Required work: Among the lines below, which ones contain the word "Crate"? Copy every such line.

### Data to use

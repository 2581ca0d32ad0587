//! Tic Tac Toe - two players, one terminal.
//!
//! # Architecture
//!
//! - **Rules**: pure win/draw evaluation over a 3x3 board
//! - **GameState**: board plus turn, move application and reset
//! - **View**: toolkit-independent presentation model and intents
//! - **TUI**: ratatui rendering, keyboard/mouse input, event loop
//!
//! # Example
//!
//! ```
//! use tic_tac_toe::{GameOutcome, GameState, Mark, Position};
//!
//! let mut game = GameState::new();
//! for pos in [Position::TopLeft, Position::TopCenter, Position::MiddleLeft,
//!             Position::Center, Position::BottomLeft] {
//!     game.play(pos).unwrap();
//! }
//! assert_eq!(game.outcome().winner(), Some(Mark::X));
//! assert!(!matches!(game.outcome(), GameOutcome::InProgress));
//! ```

#![warn(missing_docs)]
#![forbid(unsafe_code)]

// Private module declarations
mod cli;
mod config;
mod games;
mod tui;
mod view;

// Crate-level exports - Game types
pub use games::tictactoe::{
    Board, BoardConsistent, GameOutcome, GameState, LINES, Line, Mark, MoveError, Position,
    Square, apply_move, evaluate,
};
pub use games::tictactoe::rules::{check_winner, is_full};

// Crate-level exports - View
pub use view::{
    BOARD_LABEL, CellView, FOOTER, GameView, Intent, LEGEND, NEW_GAME_LABEL, STATUS_HINT,
    SUBTITLE, StatusAnnouncer, StatusView, TITLE, cell_views, dispatch, status_text, status_view,
};

// Crate-level exports - Terminal front end
pub use tui::{Action, App, HitMap, draw, map_key, map_mouse, move_cursor, run as run_tui};

// Crate-level exports - Configuration
pub use cli::Cli;
pub use config::{AppConfig, ConfigError, DEFAULT_CONFIG_FILE};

######

Written solution:
// Crate-level exports - Game types
// Crate-level exports - View
// Crate-level exports - Terminal front end
// Crate-level exports - Configuration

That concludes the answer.